Housing Agency Cited for Safety Breaches
Air-quality investigators have issued a violation notice to the Los Angeles Housing Authority for improperly handling and removing asbestos-laden tiles from city-owned apartments for the poor, officials announced Wednesday.
South Coast Air Quality Management District officials also said they have expanded their probe to determine whether similar violations have occurred at nine of the city’s other housing projects.
The actions came after the AQMD’s lab tests found potentially dangerous amounts of the cancer-causing mineral in tiles and tile glue removed from an apartment at William Mead Homes in Boyle Heights.
The AQMD charged the city agency with nine violations of state and federal health codes, alleging that tile removal workers were not provided protective gear, including respirators; surveys were not conducted before the tile removal work to determine whether asbestos was present; and work areas were not secured with containment equipment to protect residents of the housing projects.
“AQMD’s asbestos regulation is designed to protect communities from asbestos contamination,” said Barry Wallerstein, the air district’s executive director. “Not following proper guidelines for asbestos removal may put the public at risk.”
Violations can carry fines of $100,000 or more, officials said.
The Housing Authority is taking steps to address the problems identified in the violation notice, including the use of properly equipped and trained private contractors rather than city workers to remove tiles in buildings where asbestos is suspected, said Eric Johnson, acting housing services manager for the agency. “We wanted to first protect the families and the workers,” he said.
The Housing Authority has launched its own investigation with a private environmental specialist that will include a survey of older apartments to determine which have asbestos that require special handling.
The Times reported last month that Housing Authority employees had been complaining for five years to their supervisors that they were removing asbestos-laden tiles without protective gear and doing it while tenants were still in the units. AQMD officials detailed the investigation in a briefing Wednesday before the City Council’s Environmental Quality Committee, describing the initial violation on July 7 involving work at the William Mead housing project.
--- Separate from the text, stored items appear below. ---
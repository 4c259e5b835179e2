//! Source-to-destination path mapping with glob excludes.
//!
//! Paths on both sides are `/`-separated and always rendered with a leading
//! slash. Configured roots also accept `\\` as a separator; paths reported
//! by providers do not, since `\\` is a legal name character on Unix. Mapping is a pure function of its inputs so a checkpoint written in
//! one run stays valid for the next.

use std::fmt;

use eyre::{eyre, Result};
use globset::{Glob, GlobSet, GlobSetBuilder};

use crate::errors::{ProviderError, ProviderResult};

/// A normalized destination path such as `/Migration/docs/report.pdf`.
#[derive(Debug, Clone, PartialEq, Eq, Hash, PartialOrd, Ord)]
pub struct DestPath(String);

impl DestPath {
    pub fn root() -> Self {
        Self("/".to_owned())
    }

    fn from_segments<'a>(segments: impl IntoIterator<Item = &'a str>) -> Self {
        let mut out = String::new();
        for seg in segments {
            out.push('/');
            out.push_str(seg);
        }
        if out.is_empty() {
            out.push('/');
        }
        Self(out)
    }

    /// Parse and normalize a configured destination path string.
    pub fn parse(raw: &str) -> ProviderResult<Self> {
        Ok(Self::from_segments(split_root_segments(raw)?))
    }

    pub fn as_str(&self) -> &str {
        &self.0
    }

    pub fn is_root(&self) -> bool {
        self.0 == "/"
    }

    pub fn segments(&self) -> impl Iterator<Item = &str> {
        self.0.split('/').filter(|s| !s.is_empty())
    }

    /// Last path component; empty for the root.
    pub fn name(&self) -> &str {
        self.segments().last().unwrap_or_default()
    }

    pub fn parent(&self) -> Option<DestPath> {
        if self.is_root() {
            return None;
        }
        let segs: Vec<&str> = self.segments().collect();
        Some(Self::from_segments(segs[..segs.len() - 1].iter().copied()))
    }

    pub fn join(&self, name: &str) -> DestPath {
        Self::from_segments(self.segments().chain(std::iter::once(name)))
    }

    /// True when `self` equals `other` or lies beneath it.
    pub fn starts_with(&self, other: &DestPath) -> bool {
        let mut mine = self.segments();
        other.segments().all(|seg| mine.next() == Some(seg))
    }
}

impl fmt::Display for DestPath {
    fn fmt(&self, f: &mut fmt::Formatter<'_>) -> fmt::Result {
        f.write_str(&self.0)
    }
}

/// Outcome of mapping one source path.
#[derive(Debug, Clone, PartialEq, Eq)]
pub enum MappedPath {
    Mapped(DestPath),
    Excluded,
}

impl MappedPath {
    pub fn dest(&self) -> Option<&DestPath> {
        match self {
            MappedPath::Mapped(dest) => Some(dest),
            MappedPath::Excluded => None,
        }
    }
}

/// Ordered glob exclude patterns.
///
/// Patterns without a `/` are matched against every component of the path
/// relative to the source root, so excluding a folder name also excludes its
/// contents. Patterns containing a `/` are matched against the whole relative
/// path.
#[derive(Debug, Clone)]
pub struct ExcludeFilter {
    patterns: Vec<String>,
    component_globs: GlobSet,
    path_globs: GlobSet,
}

impl ExcludeFilter {
    pub fn new<S: AsRef<str>>(patterns: &[S]) -> Result<Self> {
        let mut components = GlobSetBuilder::new();
        let mut paths = GlobSetBuilder::new();
        let mut kept = Vec::with_capacity(patterns.len());
        for pat in patterns {
            let pat = pat.as_ref().trim();
            if pat.is_empty() {
                continue;
            }
            let target = if pat.contains('/') {
                &mut paths
            } else {
                &mut components
            };
            let glob = Glob::new(pat.trim_start_matches('/'))
                .map_err(|err| eyre!("invalid exclude pattern {pat:?}: {err}"))?;
            target.add(glob);
            kept.push(pat.to_owned());
        }
        Ok(Self {
            patterns: kept,
            component_globs: components
                .build()
                .map_err(|err| eyre!("failed to compile exclude patterns: {err}"))?,
            path_globs: paths
                .build()
                .map_err(|err| eyre!("failed to compile exclude patterns: {err}"))?,
        })
    }

    pub fn empty() -> Self {
        Self {
            patterns: Vec::new(),
            component_globs: GlobSet::empty(),
            path_globs: GlobSet::empty(),
        }
    }

    pub fn patterns(&self) -> &[String] {
        &self.patterns
    }

    /// Check relative path segments against the patterns.
    pub fn is_excluded(&self, relative: &[&str]) -> bool {
        if relative.iter().any(|seg| self.component_globs.is_match(seg)) {
            return true;
        }
        !self.path_globs.is_empty() && self.path_globs.is_match(relative.join("/"))
    }
}

impl Default for ExcludeFilter {
    fn default() -> Self {
        Self::empty()
    }
}

/// Translates source paths into destination paths under a configured root.
#[derive(Debug, Clone)]
pub struct PathMapper {
    source_root: String,
    dest_root: DestPath,
    filter: ExcludeFilter,
}

impl PathMapper {
    pub fn new(source_root: &str, dest_root: &str, filter: ExcludeFilter) -> ProviderResult<Self> {
        Ok(Self {
            source_root: normalize_root(source_root)?,
            dest_root: DestPath::parse(dest_root)?,
            filter,
        })
    }

    pub fn source_root(&self) -> &str {
        &self.source_root
    }

    pub fn dest_root(&self) -> &DestPath {
        &self.dest_root
    }

    pub fn map(&self, source_path: &str) -> ProviderResult<MappedPath> {
        let root = split_segments(&self.source_root)?;
        let relative = strip_root(source_path, &root)?;
        if self.filter.is_excluded(&relative) {
            return Ok(MappedPath::Excluded);
        }
        Ok(MappedPath::Mapped(DestPath::from_segments(
            self.dest_root.segments().chain(relative.iter().copied()),
        )))
    }
}

/// Map `source_path` from `source_root` onto `dest_root` with no excludes.
///
/// An empty `dest_root` re-roots directly under the destination root.
pub fn map_path(source_path: &str, source_root: &str, dest_root: &str) -> ProviderResult<DestPath> {
    let root = split_root_segments(source_root)?;
    let relative = strip_root(source_path, &root)?;
    let dest = DestPath::parse(dest_root)?;
    Ok(DestPath::from_segments(
        dest.segments().chain(relative.iter().copied()),
    ))
}

/// Normalize a provider-reported source path to `/a/b` form.
pub fn normalize_source(path: &str) -> ProviderResult<String> {
    Ok(DestPath::from_segments(split_segments(path)?).0)
}

/// Normalize a configured source root, accepting either separator.
pub fn normalize_root(path: &str) -> ProviderResult<String> {
    Ok(DestPath::from_segments(split_root_segments(path)?).0)
}

fn split_segments(raw: &str) -> ProviderResult<Vec<&str>> {
    collect_segments(raw, raw.split('/'))
}

fn split_root_segments(raw: &str) -> ProviderResult<Vec<&str>> {
    collect_segments(raw, raw.split(['/', '\\']))
}

fn collect_segments<'a>(raw: &str, parts: impl Iterator<Item = &'a str>) -> ProviderResult<Vec<&'a str>> {
    let mut out = Vec::new();
    for seg in parts {
        match seg {
            "" | "." => continue,
            ".." => {
                return Err(ProviderError::invalid(format!(
                    "parent directory reference in path {raw:?}"
                )))
            }
            other => out.push(other),
        }
    }
    Ok(out)
}

fn strip_root<'a>(source_path: &'a str, root: &[&str]) -> ProviderResult<Vec<&'a str>> {
    let segments = split_segments(source_path)?;
    if segments.len() < root.len() || segments[..root.len()] != *root {
        return Err(ProviderError::invalid(format!(
            "{source_path} is outside the source root /{}",
            root.join("/")
        )));
    }
    Ok(segments[root.len()..].to_vec())
}

#[cfg(test)]
mod tests {
    use super::*;

    fn mapper(excludes: &[&str]) -> PathMapper {
        PathMapper::new("/", "/Migration", ExcludeFilter::new(excludes).unwrap()).unwrap()
    }

    #[test]
    fn maps_under_destination_root() {
        let dest = map_path("/docs/report.pdf", "/", "/Migration").unwrap();
        assert_eq!(dest.as_str(), "/Migration/docs/report.pdf");
    }

    #[test]
    fn mapping_is_deterministic() {
        let m = mapper(&[]);
        let first = m.map("/docs/report.pdf").unwrap();
        for _ in 0..10 {
            assert_eq!(m.map("/docs/report.pdf").unwrap(), first);
        }
    }

    #[test]
    fn empty_dest_root_means_destination_root() {
        let dest = map_path("/docs/report.pdf", "/", "").unwrap();
        assert_eq!(dest.as_str(), "/docs/report.pdf");
        assert_eq!(map_path("/", "/", "").unwrap(), DestPath::root());
    }

    #[test]
    fn strips_nested_source_root() {
        let dest = map_path("/Team/Projects/a/b.txt", "/Team/Projects/", "Backup/").unwrap();
        assert_eq!(dest.as_str(), "/Backup/a/b.txt");
    }

    #[test]
    fn normalizes_separators_and_slashes() {
        let dest = map_path("/docs//sub//file.txt/", "\\", "\\Migration\\\\Archive//").unwrap();
        assert_eq!(dest.as_str(), "/Migration/Archive/docs/sub/file.txt");
        let m = PathMapper::new("\\Team\\Projects", "/M", ExcludeFilter::empty()).unwrap();
        assert_eq!(m.source_root(), "/Team/Projects");
    }

    #[test]
    fn backslashes_in_entry_names_are_kept() {
        let m = mapper(&[]);
        assert_eq!(
            m.map("/docs/a\\b.txt").unwrap(),
            MappedPath::Mapped(DestPath::root().join("Migration").join("docs").join("a\\b.txt"))
        );
        assert_eq!(normalize_source("/docs/a\\b.txt").unwrap(), "/docs/a\\b.txt");
    }

    #[test]
    fn rejects_paths_outside_root() {
        let err = map_path("/other/file.txt", "/docs", "/Migration").unwrap_err();
        assert_eq!(err.kind, crate::errors::ErrorKind::InvalidRequest);
        // component-wise prefix: /docsX is not under /docs
        assert!(map_path("/docsX/file.txt", "/docs", "/M").is_err());
    }

    #[test]
    fn rejects_parent_references() {
        assert!(map_path("/docs/../secret", "/", "/M").is_err());
    }

    #[test]
    fn excludes_by_name_and_glob() {
        let m = mapper(&[".DS_Store", "*.tmp", "~*"]);
        assert_eq!(m.map("/docs/.DS_Store").unwrap(), MappedPath::Excluded);
        assert_eq!(m.map("/docs/build.tmp").unwrap(), MappedPath::Excluded);
        assert_eq!(m.map("/docs/~lock.docx").unwrap(), MappedPath::Excluded);
        assert!(matches!(m.map("/docs/report.tmp.pdf").unwrap(), MappedPath::Mapped(_)));
    }

    #[test]
    fn excluded_folder_excludes_children() {
        let m = mapper(&["node_modules"]);
        assert_eq!(m.map("/app/node_modules").unwrap(), MappedPath::Excluded);
        assert_eq!(m.map("/app/node_modules/pkg/index.js").unwrap(), MappedPath::Excluded);
    }

    #[test]
    fn path_patterns_match_relative_path() {
        let m = mapper(&["archive/**/*.log"]);
        assert_eq!(m.map("/archive/2020/app.log").unwrap(), MappedPath::Excluded);
        assert!(matches!(m.map("/current/app.log").unwrap(), MappedPath::Mapped(_)));
    }

    #[test]
    fn root_segments_are_not_filtered() {
        let m = PathMapper::new("/tmp", "/M", ExcludeFilter::new(&["tmp"]).unwrap()).unwrap();
        assert_eq!(
            m.map("/tmp/a.txt").unwrap(),
            MappedPath::Mapped(DestPath::parse("/M/a.txt").unwrap())
        );
    }

    #[test]
    fn invalid_pattern_is_rejected() {
        assert!(ExcludeFilter::new(&["[unclosed"]).is_err());
    }

    #[test]
    fn dest_path_navigation() {
        let p = DestPath::parse("/Migration/docs/report.pdf").unwrap();
        assert_eq!(p.name(), "report.pdf");
        assert_eq!(p.parent().unwrap().as_str(), "/Migration/docs");
        assert_eq!(DestPath::parse("/Migration").unwrap().parent(), Some(DestPath::root()));
        assert_eq!(DestPath::root().parent(), None);
        assert!(p.starts_with(&DestPath::parse("/Migration").unwrap()));
        assert!(!p.starts_with(&DestPath::parse("/Mig").unwrap()));
        assert_eq!(DestPath::root().join("a").as_str(), "/a");
    }
}
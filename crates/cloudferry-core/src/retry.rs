//! Bounded retry with a fixed delay between attempts.

use std::future::Future;
use std::time::Duration;

use crate::errors::{ProviderError, ProviderResult};

/// Default per-call timeout.
pub const DEFAULT_CALL_TIMEOUT: Duration = Duration::from_secs(300);

#[derive(Debug, Clone, Copy, PartialEq, Eq)]
pub struct RetryPolicy {
    /// Retries after the initial attempt.
    pub max_retries: u32,
    /// Fixed pause between attempts.
    pub delay: Duration,
    /// Upper bound on a single attempt; expiry counts as a timeout.
    pub call_timeout: Duration,
}

impl Default for RetryPolicy {
    fn default() -> Self {
        Self {
            max_retries: 3,
            delay: Duration::from_secs(5),
            call_timeout: DEFAULT_CALL_TIMEOUT,
        }
    }
}

impl RetryPolicy {
    pub fn new(max_retries: u32, delay: Duration) -> Self {
        Self {
            max_retries,
            delay,
            ..Self::default()
        }
    }

    pub fn with_call_timeout(mut self, timeout: Duration) -> Self {
        self.call_timeout = timeout;
        self
    }

    /// Total number of attempts allowed.
    pub fn max_attempts(&self) -> u32 {
        self.max_retries.saturating_add(1)
    }
}

/// Run `op` until it succeeds, fails fatally, or the retry budget is spent.
///
/// Retryable errors are retried up to `policy.max_retries` times with
/// `policy.delay` between attempts. The surfaced error is the last
/// underlying one, with `attempts` set to the number of tries made.
pub async fn with_retry<T, F, Fut>(policy: &RetryPolicy, label: &str, op: F) -> ProviderResult<T>
where
    F: FnMut() -> Fut,
    Fut: Future<Output = ProviderResult<T>>,
{
    with_retry_when(policy, label, ProviderError::is_retryable, op).await
}

/// Like [`with_retry`], retrying only errors accepted by `retryable`.
pub async fn with_retry_when<T, F, Fut, P>(
    policy: &RetryPolicy,
    label: &str,
    retryable: P,
    mut op: F,
) -> ProviderResult<T>
where
    F: FnMut() -> Fut,
    Fut: Future<Output = ProviderResult<T>>,
    P: Fn(&ProviderError) -> bool,
{
    let mut attempts = 0u32;
    loop {
        attempts += 1;
        let outcome = match tokio::time::timeout(policy.call_timeout, op()).await {
            Ok(result) => result,
            Err(_) => Err(ProviderError::timeout(format!(
                "{label}: no response within {:?}",
                policy.call_timeout
            ))),
        };

        match outcome {
            Ok(value) => {
                if attempts > 1 {
                    log::debug!("{label}: succeeded after {attempts} attempts");
                }
                return Ok(value);
            }
            Err(err) => {
                let err = err.with_attempts(attempts);
                if !retryable(&err) {
                    return Err(err);
                }
                if attempts >= policy.max_attempts() {
                    log::warn!("{label}: giving up after {attempts} attempts: {err}");
                    return Err(err);
                }
                log::warn!(
                    "{label}: attempt {attempts}/{} failed, retrying in {:?}: {err}",
                    policy.max_attempts(),
                    policy.delay
                );
                tokio::time::sleep(policy.delay).await;
            }
        }
    }
}
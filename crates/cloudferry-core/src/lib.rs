pub mod checkpoint;
pub mod config;
pub mod entry;
pub mod errors;
pub mod folders;
pub mod metadata;
pub mod orchestrator;
pub mod path_map;
pub mod progress;
pub mod provider;
pub mod providers;
pub mod report;
pub mod retry;
pub mod transfer;

pub use checkpoint::{CheckpointRecord, JsonlCheckpointStore, MemoryCheckpointStore};
pub use errors::{ErrorKind, ProviderError, ProviderResult};
pub use orchestrator::{MigrationOptions, MigrationOrchestrator, MigrationPhase, ScanPlan, TestMode};
pub use progress::{MigrationProgress, ProgressEvent};
pub use provider::{CheckpointStore, DestinationProvider, SourceProvider};
pub use report::{JsonReportWriter, MigrationReport, ReportSink};
pub use retry::RetryPolicy;
//! Capability interfaces the engine consumes.
//!
//! Provider clients are constructed by the caller and handed to the
//! orchestrator as `Arc<dyn ...>`; the engine never reaches for a global
//! client. Implementations translate their native failures into
//! [`ProviderError`](crate::errors::ProviderError) at this boundary.

use std::collections::HashSet;
use std::ops::Range;

use async_trait::async_trait;
use eyre::Result;

use crate::checkpoint::{CheckpointRecord, CheckpointSummary};
use crate::entry::{
    AccountInfo, ChunkAck, DestPermission, FolderHandle, SharingDescriptor, SourceEntry,
    UploadMetadata,
};
use crate::errors::ProviderResult;

#[async_trait]
pub trait SourceProvider: Send + Sync {
    /// Confirms the client is authenticated.
    async fn verify_access(&self) -> ProviderResult<AccountInfo>;

    /// Lists the direct children of the folder at `path`.
    async fn list_folder(&self, path: &str) -> ProviderResult<Vec<SourceEntry>>;

    /// Reads content, optionally restricted to a byte range.
    async fn get_content(&self, content_id: &str, range: Option<Range<u64>>) -> ProviderResult<Vec<u8>>;

    /// Fetches sharing info for an entry whose listing did not carry it.
    async fn get_sharing(&self, content_id: &str) -> ProviderResult<SharingDescriptor>;
}

#[async_trait]
pub trait DestinationProvider: Send + Sync {
    /// Confirms the client is authenticated.
    async fn verify_access(&self) -> ProviderResult<AccountInfo>;

    /// Returns the existing folder named `name` under `parent`, creating it
    /// when absent. `None` means the provider's root.
    async fn resolve_or_create_folder(
        &self,
        name: &str,
        parent: Option<&FolderHandle>,
    ) -> ProviderResult<FolderHandle>;

    /// Looks up a team-level container such as a shared drive.
    async fn find_named_container(&self, name: &str) -> ProviderResult<Option<FolderHandle>>;

    /// Creates a file in a single request and returns its identifier.
    async fn create_small(
        &self,
        data: Vec<u8>,
        metadata: &UploadMetadata,
        parent: Option<&FolderHandle>,
    ) -> ProviderResult<String>;

    /// Starts a resumable upload and returns the session token.
    async fn open_upload_session(
        &self,
        total_size: u64,
        metadata: &UploadMetadata,
        parent: Option<&FolderHandle>,
    ) -> ProviderResult<String>;

    /// Uploads bytes at `offset` within the session.
    async fn upload_chunk(&self, session: &str, offset: u64, data: Vec<u8>) -> ProviderResult<ChunkAck>;

    async fn apply_permissions(&self, file_id: &str, permissions: &[DestPermission]) -> ProviderResult<()>;
}

/// Durable record of already-migrated source paths.
///
/// Records are append-only; recording a path twice has no further effect.
pub trait CheckpointStore: Send + Sync {
    fn has(&self, source_path: &str) -> bool;

    fn record(&self, record: &CheckpointRecord) -> Result<()>;

    fn load_all(&self) -> Result<HashSet<String>>;

    /// Appends the counters of a finished run.
    fn record_summary(&self, _summary: &CheckpointSummary) -> Result<()> {
        Ok(())
    }

    /// Persists any buffered records.
    fn flush(&self) -> Result<()> {
        Ok(())
    }
}
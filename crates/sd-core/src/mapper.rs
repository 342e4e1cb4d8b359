//! Percentage ↔ pixel coordinate mapping.
//!
//! The model stores anchors as percentages of the slide; renderers and the
//! interaction controller work in pixels. This module owns both directions,
//! the alignment-aware box placement, the placement envelope that keeps a
//! layer fully on the slide, and the cover-fit math for background images.

use crate::layout::{BOX_PADDING, LayerGeometry, ResolvedBounds, Viewport};
use crate::model::{Slide, TextAlign};
use serde::Serialize;

/// Anchor percentages → pixel center.
pub fn to_pixel_center(x: f32, y: f32, viewport: Viewport) -> (f32, f32) {
    (x / 100.0 * viewport.width, y / 100.0 * viewport.height)
}

/// Pixel point → anchor percentages. Returns `(0, 0)` for an empty viewport.
pub fn to_percent(px: f32, py: f32, viewport: Viewport) -> (f32, f32) {
    if viewport.is_empty() {
        return (0.0, 0.0);
    }
    (px / viewport.width * 100.0, py / viewport.height * 100.0)
}

/// Left edge of a `box_width`-wide box anchored at `cx`.
///
/// Centered boxes sit on the anchor; left/right boxes pin to the matching
/// edge of the wrap budget so content length never moves that edge.
pub fn box_origin_x(align: TextAlign, cx: f32, wrap_width: f32, box_width: f32) -> f32 {
    match align {
        TextAlign::Center => cx - box_width / 2.0,
        TextAlign::Left => cx - wrap_width / 2.0,
        TextAlign::Right => cx + wrap_width / 2.0 - box_width,
    }
}

/// Horizontal point text is drawn from, for the given alignment.
pub fn text_anchor_x(align: TextAlign, cx: f32, wrap_width: f32) -> f32 {
    match align {
        TextAlign::Center => cx,
        TextAlign::Left => cx - wrap_width / 2.0,
        TextAlign::Right => cx + wrap_width / 2.0,
    }
}

// ─── Placement envelope ──────────────────────────────────────────────────

/// Legal anchor range, in percent, keeping a layer's box on the slide.
#[derive(Debug, Clone, Copy, PartialEq, Serialize)]
#[serde(rename_all = "camelCase")]
pub struct Envelope {
    pub min_x: f32,
    pub max_x: f32,
    pub min_y: f32,
    pub max_y: f32,
}

impl Envelope {
    /// The unconstrained envelope: the whole percentage square.
    pub const FULL: Envelope = Envelope {
        min_x: 0.0,
        max_x: 100.0,
        min_y: 0.0,
        max_y: 100.0,
    };

    /// Clamp an anchor into the envelope.
    pub fn clamp(&self, x: f32, y: f32) -> (f32, f32) {
        (
            x.max(self.min_x).min(self.max_x),
            y.max(self.min_y).min(self.max_y),
        )
    }

    pub fn contains(&self, x: f32, y: f32) -> bool {
        (self.min_x..=self.max_x).contains(&x) && (self.min_y..=self.max_y).contains(&y)
    }
}

/// Collapse an inverted range to its midpoint, then intersect with [0, 100].
fn legal_range(min: f32, max: f32) -> (f32, f32) {
    let (min, max) = if min > max {
        let mid = (min + max) / 2.0;
        (mid, mid)
    } else {
        (min, max)
    };
    (min.clamp(0.0, 100.0), max.clamp(0.0, 100.0))
}

/// Placement envelope for a laid-out layer.
///
/// When the slide doesn't constrain layers this is [`Envelope::FULL`].
/// Otherwise it is the anchor range for which the padded content box stays
/// inside `[0, W] × [0, H]`. Content larger than the slide degenerates to a
/// single point.
pub fn bounds_for(slide: &Slide, geometry: &LayerGeometry, viewport: Viewport) -> Envelope {
    if !slide.settings.constrain_to_slide || viewport.is_empty() {
        return Envelope::FULL;
    }

    let box_w = geometry.content_width + 2.0 * BOX_PADDING;
    let box_h = geometry.block_height + 2.0 * BOX_PADDING;
    // Box left edge relative to the anchor x.
    let offset = box_origin_x(geometry.align, 0.0, geometry.wrap_width, geometry.content_width)
        - BOX_PADDING;

    let min_cx = -offset;
    let max_cx = viewport.width - box_w - offset;
    let min_cy = box_h / 2.0;
    let max_cy = viewport.height - box_h / 2.0;

    let (min_x, max_x) = legal_range(
        min_cx / viewport.width * 100.0,
        max_cx / viewport.width * 100.0,
    );
    let (min_y, max_y) = legal_range(
        min_cy / viewport.height * 100.0,
        max_cy / viewport.height * 100.0,
    );
    Envelope {
        min_x,
        max_x,
        min_y,
        max_y,
    }
}

// ─── Background cover fit ────────────────────────────────────────────────

/// Destination rectangle for drawing an `image_w × image_h` image so that it
/// covers the target, panned by `offset_x`/`offset_y` percent of the overflow
/// (0 = start edge, 50 = centered, 100 = end edge).
pub fn cover_rect(
    image_w: f32,
    image_h: f32,
    target: Viewport,
    offset_x: f32,
    offset_y: f32,
) -> Option<ResolvedBounds> {
    if image_w <= 0.0 || image_h <= 0.0 || target.is_empty() {
        return None;
    }
    let scale = (target.width / image_w).max(target.height / image_h);
    let width = image_w * scale;
    let height = image_h * scale;
    let pan_x = offset_x.clamp(0.0, 100.0) / 100.0;
    let pan_y = offset_y.clamp(0.0, 100.0) / 100.0;
    Some(ResolvedBounds {
        x: (target.width - width) * pan_x,
        y: (target.height - height) * pan_y,
        width,
        height,
    })
}

#[cfg(test)]
mod tests {
    use super::*;
    use crate::layout::layout_slide;
    use crate::metrics::MonospaceMetrics;
    use crate::model::{LayerKind, TextLayer};

    const VIEWPORT: Viewport = Viewport {
        width: 1000.0,
        height: 1000.0,
    };

    #[test]
    fn pixel_percent_roundtrip() {
        let vp = Viewport::new(1080.0, 1920.0);
        let (cx, cy) = to_pixel_center(25.0, 75.0, vp);
        assert_eq!((cx, cy), (270.0, 1440.0));
        let (x, y) = to_percent(cx, cy, vp);
        assert!((x - 25.0).abs() < 1e-4 && (y - 75.0).abs() < 1e-4);
    }

    #[test]
    fn box_origin_by_alignment() {
        assert_eq!(box_origin_x(TextAlign::Center, 500.0, 400.0, 100.0), 450.0);
        assert_eq!(box_origin_x(TextAlign::Left, 500.0, 400.0, 100.0), 300.0);
        assert_eq!(box_origin_x(TextAlign::Right, 500.0, 400.0, 100.0), 600.0);
        assert_eq!(text_anchor_x(TextAlign::Right, 500.0, 400.0), 700.0);
    }

    #[test]
    fn envelope_keeps_centered_box_inside() {
        let m = MonospaceMetrics { advance: 1.0 };
        let mut layer = TextLayer::new(LayerKind::Body, "abcde");
        layer.font_size = Some(20.0);
        let slide = Slide::new().with_layers(vec![layer]);
        let geo = &layout_slide(&slide, VIEWPORT, &m)[0];
        let env = bounds_for(&slide, geo, VIEWPORT);
        // Box is 100 + 16 wide: anchor x ranges over [58, 942] px.
        assert!((env.min_x - 5.8).abs() < 1e-4, "min_x {}", env.min_x);
        assert!((env.max_x - 94.2).abs() < 1e-4, "max_x {}", env.max_x);
    }

    #[test]
    fn envelope_follows_alignment() {
        let m = MonospaceMetrics { advance: 1.0 };
        let envelope = |align| {
            let mut layer = TextLayer::new(LayerKind::Body, "abcde");
            layer.font_size = Some(20.0);
            layer.width = 40.0;
            layer.align = Some(align);
            let slide = Slide::new().with_layers(vec![layer]);
            let geo = &layout_slide(&slide, VIEWPORT, &m)[0];
            bounds_for(&slide, geo, VIEWPORT)
        };

        // Left: box starts at anchor - 200 - 8, so the anchor needs >= 208 px.
        let left = envelope(TextAlign::Left);
        assert!((left.min_x - 20.8).abs() < 1e-4, "min_x {}", left.min_x);
        assert_eq!(left.max_x, 100.0);

        // Right: box ends at anchor + 200 + 8, so the anchor stays <= 792 px.
        let right = envelope(TextAlign::Right);
        assert_eq!(right.min_x, 0.0);
        assert!((right.max_x - 79.2).abs() < 1e-4, "max_x {}", right.max_x);
    }

    #[test]
    fn oversized_content_degenerates_to_a_point() {
        let m = MonospaceMetrics { advance: 1.0 };
        let mut layer = TextLayer::new(LayerKind::Body, "waytoolongtofitanywhere");
        layer.font_size = Some(60.0);
        let slide = Slide::new().with_layers(vec![layer]);
        let geo = &layout_slide(&slide, VIEWPORT, &m)[0];
        let env = bounds_for(&slide, geo, VIEWPORT);
        assert_eq!(env.min_x, env.max_x);
        assert!((env.min_x - 50.0).abs() < 1e-3);
        assert_eq!(env.clamp(0.0, 50.0).0, env.min_x);
    }

    #[test]
    fn unconstrained_slide_uses_full_envelope() {
        let m = MonospaceMetrics::default();
        let mut slide = Slide::new().with_layer_added(TextLayer::new(LayerKind::Body, "x"));
        slide.settings.constrain_to_slide = false;
        let geo = &layout_slide(&slide, VIEWPORT, &m)[0];
        assert_eq!(bounds_for(&slide, geo, VIEWPORT), Envelope::FULL);
    }

    #[test]
    fn cover_fits_and_pans() {
        let target = Viewport::new(100.0, 100.0);
        let centered = cover_rect(200.0, 100.0, target, 50.0, 50.0).unwrap();
        assert_eq!(centered.width, 200.0);
        assert_eq!(centered.height, 100.0);
        assert_eq!(centered.x, -50.0);
        let left = cover_rect(200.0, 100.0, target, 0.0, 50.0).unwrap();
        assert_eq!(left.x, 0.0);
        let right = cover_rect(200.0, 100.0, target, 100.0, 50.0).unwrap();
        assert_eq!(right.x, -100.0);
        assert!(cover_rect(0.0, 10.0, target, 50.0, 50.0).is_none());
    }
}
Housing Authority officials, who in May halted the practice of having unprotected city workers remove tiles, told the committee that the tile workers have been sent for health exams, but that the results are confidential. Tile worker Louis Torres said the test, paid by the Housing Authority, consisted of a chest X-ray. Torres said his did not find any evidence of asbestos-related health problems, but said he has been told by state health officials to get a more detailed physical exam.
Under state law, the disturbance of any material that has 1% or more asbestos triggers requirements that the material be wetted down before removal, that workers wear protective gear that includes respirators, the site be tented to contain airborne fibers and the material be disposed of in leakproof containers.
Housing Authority workers followed none of those procedures at the William Mead site.